No one really likes the word “failure”. Especially not Americans.
I’ve heard it called a “tolerance for adversity” and “character building”. When a person’s
world turns on it’s ear, she often hears “what doesn’t kill you makes you stronger.” When John got sick, my mom told me, “God never gives us more than we can handle.”
So apparently, there’s a consensus, or at least an underlying recognition, that hardship is good for you. It’s a part of life, so we might as well embrace it.
For a while there, I thought if I moved to a ski area, filling my days with adventure and excitement and a little bit of forced hardship, then I’d fill my quota. I thought if I kept adventuring real adversity wouldn’t find me. But it doesn’t work that way. At least not for very long.
In this weekend’s New York Times article “What if the Secret to Success is Failure,” Paul Tough showcases how two New York school administrators are building character in their students, by teaching them to be tough.
They call it grit.
Grit is a single-minded passion that can’t be swayed. One researcher in the article created a Grit Scale based on a questionnaire in which students rate statements from “I finish whatever I begin” to “I often set a goal but later choose to pursue a different one.” Not surprising, students with a higher grit rating achieved higher GPA’s.
But how do you increase your grit? Is it something we are born with or do we acquire it over time?

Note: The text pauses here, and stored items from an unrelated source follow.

//! Delete confirmation for a single transaction

use crate::models::Transaction;
use crate::notify::{Notification, NotificationSink};
use crate::services::TransactionStore;

use super::{SubmitStatus, ERROR_TITLE};

/// Confirmation step guarding a transaction delete
#[derive(Debug, Clone, Default)]
pub struct DeleteConfirmation {
    pending: Option<Transaction>,
    status: SubmitStatus,
}

impl DeleteConfirmation {
    pub fn new() -> Self {
        Self::default()
    }

    /// Ask for confirmation before deleting `transaction`
    pub fn open(&mut self, transaction: Transaction) {
        self.pending = Some(transaction);
        self.status = SubmitStatus::Idle;
    }

    pub fn is_open(&self) -> bool {
        self.pending.is_some()
    }

    pub fn pending(&self) -> Option<&Transaction> {
        self.pending.as_ref()
    }

    pub fn status(&self) -> SubmitStatus {
        self.status
    }

    /// Close without deleting anything
    pub fn cancel(&mut self) {
        self.pending = None;
        self.status = SubmitStatus::Idle;
    }

    /// Delete the pending transaction
    ///
    /// The dialog closes whether or not the delete succeeds. Does nothing
    /// when no transaction is pending.
    pub fn confirm<S, N>(&mut self, store: &S, notifier: &mut N) -> SubmitStatus
    where
        S: TransactionStore + ?Sized,
        N: NotificationSink + ?Sized,
    {
        let Some(transaction) = self.pending.take() else {
            return self.status;
        };

        self.status = SubmitStatus::Submitting;
        match store.delete(transaction.id) {
            Ok(()) => {
                notifier.notify(Notification::success(
                    "Transaction deleted",
                    "Your transaction has been deleted successfully.",
                ));
                self.status = SubmitStatus::Success;
            }
            Err(e) => {
                tracing::warn!(error = %e, id = %transaction.id, "failed to delete transaction");
                notifier.notify(Notification::error(
                    ERROR_TITLE,
                    "Failed to delete transaction. Please try again.",
                ));
                self.status = SubmitStatus::Error;
            }
        }

        self.status
    }
}
//! User-facing notifications
//!
//! Forms report the outcome of every mutation through a [`NotificationSink`].
//! The binary prints them with [`ConsoleNotifier`]; tests collect them in a
//! [`NotificationQueue`].

/// Type of notification
#[derive(Debug, Clone, Copy, PartialEq, Eq)]
pub enum NotificationType {
    Info,
    Success,
    Warning,
    /// A failed operation
    Error,
}

impl NotificationType {
    /// Prefix shown before the title
    pub fn icon(&self) -> &'static str {
        match self {
            Self::Info => "i",
            Self::Success => "+",
            Self::Warning => "!",
            Self::Error => "x",
        }
    }
}

/// A titled message with a severity
#[derive(Debug, Clone, PartialEq, Eq)]
pub struct Notification {
    pub title: String,
    pub message: String,
    pub notification_type: NotificationType,
}

impl Notification {
    pub fn new(
        title: impl Into<String>,
        message: impl Into<String>,
        notification_type: NotificationType,
    ) -> Self {
        Self {
            title: title.into(),
            message: message.into(),
            notification_type,
        }
    }

    /// Create a success notification
    pub fn success(title: impl Into<String>, message: impl Into<String>) -> Self {
        Self::new(title, message, NotificationType::Success)
    }

    pub fn info(title: impl Into<String>, message: impl Into<String>) -> Self {
        Self::new(title, message, NotificationType::Info)
    }

    /// Create a warning notification
    pub fn warning(title: impl Into<String>, message: impl Into<String>) -> Self {
        Self::new(title, message, NotificationType::Warning)
    }

    /// Create an error notification
    pub fn error(title: impl Into<String>, message: impl Into<String>) -> Self {
        Self::new(title, message, NotificationType::Error)
    }

    pub fn is_error(&self) -> bool {
        self.notification_type == NotificationType::Error
    }
}

/// Receives notifications emitted by forms
pub trait NotificationSink {
    fn notify(&mut self, notification: Notification);
}

/// Prints notifications to the terminal
///
/// Errors and warnings go to stderr, everything else to stdout.
#[derive(Debug, Default)]
pub struct ConsoleNotifier;

impl NotificationSink for ConsoleNotifier {
    fn notify(&mut self, notification: Notification) {
        let line = format!(
            "[{}] {}: {}",
            notification.notification_type.icon(),
            notification.title,
            notification.message
        );

        tracing::debug!(
            kind = ?notification.notification_type,
            title = %notification.title,
            "notification"
        );

        match notification.notification_type {
            NotificationType::Error | NotificationType::Warning => eprintln!("{}", line),
            NotificationType::Info | NotificationType::Success => println!("{}", line),
        }
    }
}

/// Collects notifications in arrival order
#[derive(Debug, Default)]
pub struct NotificationQueue {
    notifications: Vec<Notification>,
}

impl NotificationQueue {
    pub fn new() -> Self {
        Self::default()
    }

    /// Most recent notification, if any
    pub fn last(&self) -> Option<&Notification> {
        self.notifications.last()
    }

    pub fn iter(&self) -> impl Iterator<Item = &Notification> {
        self.notifications.iter()
    }

    pub fn is_empty(&self) -> bool {
        self.notifications.is_empty()
    }

    pub fn len(&self) -> usize {
        self.notifications.len()
    }

    pub fn clear(&mut self) {
        self.notifications.clear();
    }
}

impl NotificationSink for NotificationQueue {
    fn notify(&mut self, notification: Notification) {
        self.notifications.push(notification);
    }
}
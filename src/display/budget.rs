//! Budget list and budget-vs-actual formatting

use tabled::settings::Style;
use tabled::{Table, Tabled};

use crate::aggregate::BudgetComparison;
use crate::models::Budget;

use super::report::{format_bar, format_percentage, DisplayContext, BAR_WIDTH};

pub const NO_BUDGET_DATA: &str = "No budget data available. Set budgets to see comparison.";
pub const NO_BUDGETS: &str = "No budgets set";

#[derive(Tabled)]
struct BudgetRow {
    #[tabled(rename = "ID")]
    id: String,
    #[tabled(rename = "Category")]
    category: String,
    #[tabled(rename = "Monthly budget")]
    amount: String,
}

#[derive(Tabled)]
struct ComparisonRow {
    #[tabled(rename = "Category")]
    category: String,
    #[tabled(rename = "Budget")]
    budget: String,
    #[tabled(rename = "Spent")]
    spent: String,
    #[tabled(rename = "Remaining")]
    remaining: String,
    #[tabled(rename = "Used")]
    used: String,
}

/// Format the budget list as a table
pub fn format_budget_table(budgets: &[Budget], ctx: &DisplayContext) -> String {
    if budgets.is_empty() {
        return format!("{}\n", NO_BUDGETS);
    }

    let rows = budgets.iter().map(|b| BudgetRow {
        id: b.id.to_string(),
        category: b.category.clone(),
        amount: ctx.money(b.amount),
    });

    let mut table = Table::new(rows);
    table.with(Style::rounded());
    format!("{}\n", table)
}

/// Format the budget comparison as a table followed by usage bars
pub fn format_budget_comparison(rows: &[BudgetComparison], ctx: &DisplayContext) -> String {
    if rows.is_empty() {
        return format!("{}\n", NO_BUDGET_DATA);
    }

    let table_rows = rows.iter().map(|row| ComparisonRow {
        category: row.category.clone(),
        budget: ctx.money(row.budget),
        spent: ctx.money(row.spent),
        remaining: ctx.money(row.remaining),
        used: row
            .percent_used()
            .map(format_percentage)
            .unwrap_or_else(|| "-".to_string()),
    });

    let mut table = Table::new(table_rows);
    table.with(Style::rounded());
    let mut output = format!("{}\n", table);

    let name_width = rows.iter().map(|r| r.category.chars().count()).max().unwrap_or(0);
    for row in rows {
        let bar = format_bar(row.spent.as_f64(), row.budget.as_f64(), BAR_WIDTH);
        let marker = if row.is_over() { " over" } else { "" };
        output.push_str(&format!(
            "{:<width$} {}{}\n",
            row.category,
            bar,
            marker,
            width = name_width
        ));
    }

    output
}

#[cfg(test)]
mod tests {
    use super::*;
    use crate::models::Money;

    #[test]
    fn test_empty_comparison_message() {
        let out = format_budget_comparison(&[], &DisplayContext::default());
        assert_eq!(out, "No budget data available. Set budgets to see comparison.\n");
    }

    #[test]
    fn test_comparison_output() {
        let budget = Budget::new("Food", Money::from_dollars(70));
        let row = BudgetComparison::new(&budget, Money::from_dollars(80));
        let out = format_budget_comparison(&[row], &DisplayContext::default());

        assert!(out.contains("$70.00"));
        assert!(out.contains("$80.00"));
        assert!(out.contains("$0.00"));
        assert!(out.contains("114%"));
        assert!(out.contains(" over"));
    }

    #[test]
    fn test_budget_table() {
        let budget = Budget::new("Rent", Money::from_dollars(1200));
        let out = format_budget_table(&[budget], &DisplayContext::default());
        assert!(out.contains("Rent"));
        assert!(out.contains("$1200.00"));

        assert_eq!(format_budget_table(&[], &DisplayContext::default()), "No budgets set\n");
    }
}
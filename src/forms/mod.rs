//! Form state machines
//!
//! Each form holds raw text input, validates it on submit, calls its store
//! and reports the outcome through a notification sink. A submit runs to
//! completion before returning, so a form cannot be submitted twice at once.

pub mod budget;
pub mod delete;
pub mod transaction;

pub use budget::BudgetForm;
pub use delete::DeleteConfirmation;
pub use transaction::TransactionForm;

/// Where a form is in its submit cycle
#[derive(Debug, Clone, Copy, PartialEq, Eq, Default)]
pub enum SubmitStatus {
    #[default]
    Idle,
    Submitting,
    Success,
    Error,
}

impl SubmitStatus {
    /// Status after the user changes a field
    ///
    /// A finished submit (either way) falls back to idle.
    pub(crate) fn after_edit(self) -> Self {
        match self {
            Self::Success | Self::Error => Self::Idle,
            other => other,
        }
    }
}

/// Title of every failure notification
pub const ERROR_TITLE: &str = "Error";
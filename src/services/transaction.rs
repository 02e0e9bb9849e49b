//! Transaction service
//!
//! Business rules for adding, replacing and deleting transactions.

use crate::error::{SpendError, SpendResult};
use crate::models::{Transaction, TransactionId};
use crate::storage::Storage;

use super::TransactionStore;

/// Service for transaction management
pub struct TransactionService<'a> {
    storage: &'a Storage,
}

impl<'a> TransactionService<'a> {
    pub fn new(storage: &'a Storage) -> Self {
        Self { storage }
    }

    /// All transactions, newest first
    pub fn list(&self) -> SpendResult<Vec<Transaction>> {
        self.storage.transactions.get_all()
    }

    /// Resolve a user-typed identifier to exactly one transaction
    pub fn find(&self, identifier: &str) -> SpendResult<Transaction> {
        let mut matches = self.storage.transactions.find(identifier)?;
        match matches.len() {
            0 => Err(SpendError::transaction_not_found(identifier)),
            1 => Ok(matches.remove(0)),
            n => Err(SpendError::Validation(format!(
                "Identifier '{}' matches {} transactions; use a longer prefix",
                identifier, n
            ))),
        }
    }

    pub fn count(&self) -> SpendResult<usize> {
        self.storage.transactions.count()
    }
}

impl TransactionStore for TransactionService<'_> {
    fn add(&self, transaction: Transaction) -> SpendResult<()> {
        transaction
            .validate()
            .map_err(|e| SpendError::Validation(e.to_string()))?;

        if self
            .storage
            .categories
            .get_by_name(&transaction.category)?
            .is_none()
        {
            return Err(SpendError::category_not_found(&transaction.category));
        }

        let id = transaction.id;
        self.storage.transactions.upsert(transaction)?;
        self.storage.transactions.save()?;

        tracing::info!(%id, "transaction added");
        Ok(())
    }

    fn edit(&self, transaction: Transaction) -> SpendResult<()> {
        transaction
            .validate()
            .map_err(|e| SpendError::Validation(e.to_string()))?;

        let mut existing = self
            .storage
            .transactions
            .get(transaction.id)?
            .ok_or_else(|| SpendError::transaction_not_found(transaction.id.to_string()))?;

        existing.replace_with(transaction);
        let id = existing.id;
        self.storage.transactions.upsert(existing)?;
        self.storage.transactions.save()?;

        tracing::info!(%id, "transaction updated");
        Ok(())
    }

    fn delete(&self, id: TransactionId) -> SpendResult<()> {
        if !self.storage.transactions.delete(id)? {
            return Err(SpendError::transaction_not_found(id.to_string()));
        }
        self.storage.transactions.save()?;

        tracing::info!(%id, "transaction deleted");
        Ok(())
    }
}
//! Storage layer for spendtrack
//!
//! Provides JSON file storage with atomic writes and automatic directory
//! creation.

pub mod budgets;
pub mod categories;
pub mod file_io;
pub mod init;
pub mod transactions;

pub use budgets::BudgetRepository;
pub use categories::CategoryRepository;
pub use file_io::{read_json, write_json_atomic};
pub use init::initialize_storage;
pub use transactions::TransactionRepository;

use crate::config::paths::SpendPaths;
use crate::error::SpendError;

/// Main storage coordinator that provides access to all repositories
pub struct Storage {
    paths: SpendPaths,
    pub transactions: TransactionRepository,
    pub budgets: BudgetRepository,
    pub categories: CategoryRepository,
}

impl Storage {
    /// Create a new Storage instance
    pub fn new(paths: SpendPaths) -> Result<Self, SpendError> {
        paths.ensure_directories()?;

        Ok(Self {
            transactions: TransactionRepository::new(paths.transactions_file()),
            budgets: BudgetRepository::new(paths.budgets_file()),
            categories: CategoryRepository::new(paths.categories_file()),
            paths,
        })
    }

    pub fn paths(&self) -> &SpendPaths {
        &self.paths
    }

    /// Load all data from disk
    pub fn load_all(&mut self) -> Result<(), SpendError> {
        self.transactions.load()?;
        self.budgets.load()?;
        self.categories.load()?;
        Ok(())
    }

    /// Save all data to disk
    pub fn save_all(&self) -> Result<(), SpendError> {
        self.transactions.save()?;
        self.budgets.save()?;
        self.categories.save()?;
        Ok(())
    }

    /// Check if storage has been initialized
    pub fn is_initialized(&self) -> bool {
        self.paths.is_initialized()
    }
}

Grit is always there. When faced with hardship, when our lives are thrust into the fire and boiled down in a crucible, grit is what’s left after the rest has sizzled away. When climbing along a wind-blasted ridge, snow driving against your cheek, it’s grit that pushes you through. When the doctor places his hand on yours and says it’s cancer, it’s grit that lifts your gaze to his. When your lungs burn and your thighs ache and you want to quit, it’s grit that carries you across the finish line. In the very moment you need it, that is when you find it.
Grit is a mental game. When you know it’s there, you find more of it. Just by acknowledging that you have it, telling yourself “I’ve been through tough times before, I can get through this,” your grit rises up and takes action.
Grit never goes away. Knowing that you can call upon the mental toughness you honed during your last climb or the marathon you just completed or the medical emergency your loved one just survived, makes you a stronger, more confident person.
So maybe uncertainty and adventures are more than just selfish endeavors. Perhaps moving to a ski town taught me to better handle the challenges life has thrown my way. Perhaps, it’s a good thing that several years ago I decided to take a year off from my “real job” teaching English and become a ski bum for a year, and I’m fortunate that I never left.
At least that’s my story and I’m sticking with it.
What about you? Do you think we should seek more gritty endeavors in our lives?